7
votes

I am new to COM and trying to understand the difference between STA and MTA. I tried to create an example that would show that COM can manage calls to object created in STA that is not thread-safe.

MyCalcServer class here is created using ATL Simple Object. The settings used are the same as in this article:

  • Threading Model: Apartment
  • Aggregation: No
  • Interface: Custom

MyCalcServer COM object is used in another C# project which is:

class Program
{
    [STAThread]
    static void Main(string[] args)
    {
        MyCOMLib.MyCalcServer instance = new MyCOMLib.MyCalcServer();
        string output1;
        instance.ChangeValue("Gant", out output1);
        Console.WriteLine(output1);


        Thread t1 = new Thread(() =>
        {
            while (true)
            {
                string output;
                instance.ChangeValue("Gant", out output);
                Console.WriteLine(output);
            }
        });
        t1.SetApartmentState(ApartmentState.STA);
        t1.Start();

        // :
        // also has t2 and t3 here with similar code
        // :

        t1.Join(); t2.Join(); t3.Join();

    }
}

However, this always results in InvalidCastException (E_NOINTERFACE) raised inside t1's code. I have also tried changing ApartmentState to MTA with no success.

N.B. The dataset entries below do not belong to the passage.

//! gestured - libinput touchpad gesture daemon
//!
//! Reads `libinput debug-events` lines from stdin and dispatches the
//! user-configured command for each recognized gesture.

use gestured::app::cli::{Cli, Commands};
use gestured::app::config::ConfigFile;
use gestured::config::ConfigStore;
use gestured::executor::{CommandDispatcher, Dispatch, LogDispatcher};
use gestured::parser::LibinputGestureParser;
use gestured::pipeline::Pipeline;
use std::io::BufRead;
use std::sync::Arc;
use tracing::{debug, info};
use tracing_subscriber::EnvFilter;

fn main() -> anyhow::Result<()> {
    // Parse CLI arguments first so we can use --verbose to set log level
    let cli = Cli::parse_args();

    // Initialize tracing (--verbose enables debug-level output)
    let default_level = if cli.verbose { "debug" } else { "info" };
    tracing_subscriber::fmt()
        .with_env_filter(
            EnvFilter::try_from_default_env().unwrap_or_else(|_| EnvFilter::new(default_level)),
        )
        .init();

    match cli.command {
        Commands::Run { dry_run } => {
            let config = load_config(&cli)?;
            run_pipeline(config, dry_run)?;
        }
        Commands::CheckConfig => {
            let path = cli
                .config
                .clone()
                .unwrap_or_else(ConfigFile::default_path);
            let config = ConfigFile::load(&path)?;
            info!(
                path = %path.display(),
                layers = config.layers.len(),
                "config is valid"
            );
        }
        Commands::Parse => {
            run_parse()?;
        }
    }

    Ok(())
}

fn load_config(cli: &Cli) -> anyhow::Result<ConfigFile> {
    let config = if let Some(path) = &cli.config {
        ConfigFile::load(path)?
    } else {
        ConfigFile::load_default()?
    };
    Ok(config)
}

fn run_pipeline(config: ConfigFile, dry_run: bool) -> anyhow::Result<()> {
    let store = Arc::new(ConfigStore::new(config.layers));
    let dispatcher: Box<dyn Dispatch> = if dry_run {
        Box::new(LogDispatcher)
    } else {
        Box::new(CommandDispatcher::new())
    };
    let mut pipeline = Pipeline::new(store, dispatcher);

    info!("reading libinput debug-events from stdin");
    let stdin = std::io::stdin();
    let parser = LibinputGestureParser::new();
    for line in stdin.lock().lines() {
        let line = line?;
        if let Some(sample) = parser.parse_line(&line) {
            pipeline.push_sample(sample);
        }
    }

    debug!("input stream closed");
    Ok(())
}

/// Print each recognized event line as a structured JSON sample
fn run_parse() -> anyhow::Result<()> {
    let stdin = std::io::stdin();
    let parser = LibinputGestureParser::new();
    for line in stdin.lock().lines() {
        let line = line?;
        if let Some(sample) = parser.parse_line(&line) {
            println!("{}", serde_json::to_string(&sample)?);
        }
    }
    Ok(())
}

Unable to cast COM object of type 'MyCOMLib.MyCalcServerClass' to interface type 'MyCOMLib.IMyCalcServer'. This operation failed because the QueryInterface call on the COM component for the interface with IID '{B005DB8C-7B21-4898-9DEC-CBEBE175BB21}' failed due to the following error: No such interface supported (Exception from HRESULT: 0x80004002 (E_NOINTERFACE)).

Could anybody please explain what I am doing wrong here?

2
Maybe the JIT thinks you are not using "instance" and releases it early. try to put Marshal.ReleaseComObject(instance) after the joins.adrianm
@adrianm Still not working but thanks for thisGant
Try to change the first line to MyCOMLib.IMyCalcServer instance = new MyCOMLib.MyCalcServer(); I think only interfaces (not classes) can be marshalled between threads.adrianm
@adiranm Still got the same exception. Luckily I got this solved. Thanks anyway :)Gant
+1 for the question, I just hit the same thing. I knew it was due to cross-thread calls on an apartment object, but I didn't understand why the exception complained about casting the object. Now I know - it must look for marshalling support during the cast, and doesn't find it, so gives a generic error. Could be more helpful...Daniel Earwicker

2 Answers

3
votes

You explicitly ask COM to create instance for main thread, then you pass this to another thread. Of course in some circumstance it is allowed (for example declare MyCalcServer as multithread).

But in your case it looks you need create proxy for another thread. In regular COM clients it is done by CoMarshalInterThreadInterfaceInStream. There is large article to clarify it http://www.codeproject.com/KB/COM/cominterop.aspx

1
votes

I managed to get this resolve.

As I'm new to COM, I don't know much about Proxy/Stub and that they're needed for marshaling stuffs between STA and STA. After created a new ATL project and make sure I have "Merge Proxy/Stub" ticked. The problem vanished.

I find the info from this page useful: Why would I want to merge Proxy/Stub code with my DLL project.

Proxy/stubs providing standard marshaling for your component. In many cases a DLL-based component may not need proxy/stub because it is running in the same context of its client, and this option may seem useless at first. However, COM uses the marshaling process to synchronize access to a component in multi-threaded situations. So, a DLL-based component will need a proxy/stub DLL in at least two cases:

  • It's running a multi-threaded client and needs to pass interface pointer between apartments (STA to STA or MTA to STA).

  • DCOM can provide a surrogate process for a DLL-based component so that it can be accessed in a distributed environment. In this case a proxy/stub is needed to marshal between machines.

By merging the proxy/stub code with your implementation, you don't have to distribute two DLLs, just the one.

I will mark @Dewfy's answer as accept as he has shed some light on the Proxy topic.